What to Expect for the First Quarter
On Wednesday, analysts are expecting Jabil to report $0.47 in earnings per share, which will be 16% decline year-over-year. But analysts appear more optimistic about the company’s revenue target. For the quarter sales are projected to grow 2% year-over-year to $4.41 billion with full-year revenues is expected to arrive at $18.15 billion.
As noted above, for Jabil, profitability has been a major concern as evident by the last two quarters where net income have declined – including a dip of 27% in Q4. This was disappointing, but not so much when investors looked deeper into the numbers. The company did acknowledge EPS was abysmal and it was attributed to “a challenging new program ramp in its Specialized Services sector” – this according to its CEO, Timothy Main.
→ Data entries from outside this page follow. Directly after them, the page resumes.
//! RNG module - piece generation
//!
//! The engine asks a [`PieceSource`] for the kind of each new piece.
//! [`PieceRng`] is the game's source: every draw is uniform over the seven
//! kinds, independent of history (no bag). [`ScriptedPieces`] replays a fixed
//! sequence so tests and benchmarks can force particular pieces.

use rand::rngs::StdRng;
use rand::SeedableRng;

use crate::shapes::random_piece_type;
use crate::types::PieceKind;

/// Supplies the kind of each spawned piece.
pub trait PieceSource {
    fn next_kind(&mut self) -> PieceKind;
}

/// Uniform random piece generator
#[derive(Debug, Clone)]
pub struct PieceRng {
    rng: StdRng,
    seed: Option<u64>,
}

impl PieceRng {
    /// Create a reproducible generator from `seed`
    pub fn new(seed: u64) -> Self {
        Self {
            rng: StdRng::seed_from_u64(seed),
            seed: Some(seed),
        }
    }

    /// Create a generator seeded from OS entropy
    pub fn from_entropy() -> Self {
        Self {
            rng: StdRng::from_entropy(),
            seed: None,
        }
    }

    /// Seed the generator was built with, if any.
    pub fn seed(&self) -> Option<u64> {
        self.seed
    }
}

impl PieceSource for PieceRng {
    fn next_kind(&mut self) -> PieceKind {
        random_piece_type(&mut self.rng).0
    }
}

/// Cycles through a fixed, non-empty list of kinds.
#[derive(Debug, Clone)]
pub struct ScriptedPieces {
    kinds: Vec<PieceKind>,
    index: usize,
}

impl ScriptedPieces {
    /// An empty list falls back to a repeating `O`.
    pub fn new(kinds: &[PieceKind]) -> Self {
        let kinds = if kinds.is_empty() {
            vec![PieceKind::O]
        } else {
            kinds.to_vec()
        };
        Self { kinds, index: 0 }
    }

    pub fn repeat(kind: PieceKind) -> Self {
        Self::new(&[kind])
    }

    /// Next kind without consuming it
    pub fn peek(&self) -> PieceKind {
        self.kinds[self.index]
    }
}

impl PieceSource for ScriptedPieces {
    fn next_kind(&mut self) -> PieceKind {
        let kind = self.kinds[self.index];
        self.index = (self.index + 1) % self.kinds.len();
        kind
    }
}

#[cfg(test)]
mod tests {
    use super::*;

    #[test]
    fn test_same_seed_same_sequence() {
        let mut a = PieceRng::new(12345);
        let mut b = PieceRng::new(12345);
        for _ in 0..50 {
            assert_eq!(a.next_kind(), b.next_kind());
        }
        assert_eq!(a.seed(), Some(12345));
    }

    #[test]
    fn test_distribution_is_roughly_uniform() {
        let mut rng = PieceRng::new(42);
        let mut counts = [0u32; 7];
        for _ in 0..7000 {
            counts[rng.next_kind().index()] += 1;
        }
        // Expected 1000 each; allow a wide margin.
        for (i, &c) in counts.iter().enumerate() {
            assert!((800..1200).contains(&c), "kind {} drawn {} times", i, c);
        }
    }

    #[test]
    fn test_entropy_rng_has_no_seed() {
        assert_eq!(PieceRng::from_entropy().seed(), None);
    }

    #[test]
    fn test_scripted_pieces_cycle() {
        let mut src = ScriptedPieces::new(&[PieceKind::I, PieceKind::O]);
        assert_eq!(src.peek(), PieceKind::I);
        assert_eq!(src.next_kind(), PieceKind::I);
        assert_eq!(src.next_kind(), PieceKind::O);
        assert_eq!(src.next_kind(), PieceKind::I);
    }

    #[test]
    fn test_scripted_pieces_empty_falls_back() {
        let mut src = ScriptedPieces::new(&[]);
        assert_eq!(src.next_kind(), PieceKind::O);
    }
}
Nonetheless, revenue still showed a 1% improvement from 2011’s results. What's more, Jabil logged a 14% growth in its Diversified Manufacturing Segment. Ah, now it makes sense. In other words, this is the reason why the company is aggressively moving in this direction. The only concern here is, how well will it work and will this be a “putting all your eggs in one basket” type of a situation.
Although the company remains a risk from an execution standpoint, there’s still a lot to like here. For instance, it is certainly a positive that Jabil has such close ties with Apple. But the company also has other prominent customers such as Research in Motion (NASDAQ: BBRY) and Hewlett-Packard. And although the macro climate has hurt the latter two companies, Jabil is still growing market share as evident by its 24% growth in its DMS business.
Another area to keep an eye on is the growth that RIM and HP may enjoy if the economy improves in 2013 - particularly for RIM. The company can become a major catalyst for Jabil if investors embrace BB10 as the company hopes. So far the market has taken a “wait-and-see” approach. But RIM’s recent earnings have trended in the right direction – beating estimates by reporting a net loss of $0.45 per share versus a loss of $0.46.
Nonetheless, there are many that are expecting BB10 to be a compete bust. But the Success of BB10 won’t be known until the company reports on its performance for at least two full quarters. So rushing to judgment may not be the right play here. But if RIM can steal any market share at all, Jabil should see some benefit.
"Mid-life” business transitions are never easy – much less for companies dealing with issues with profitability. But if one company can pull this off it is Jabil. It can easily be said that management should remain steadfast in its core business, focus on growth and forget about diversification.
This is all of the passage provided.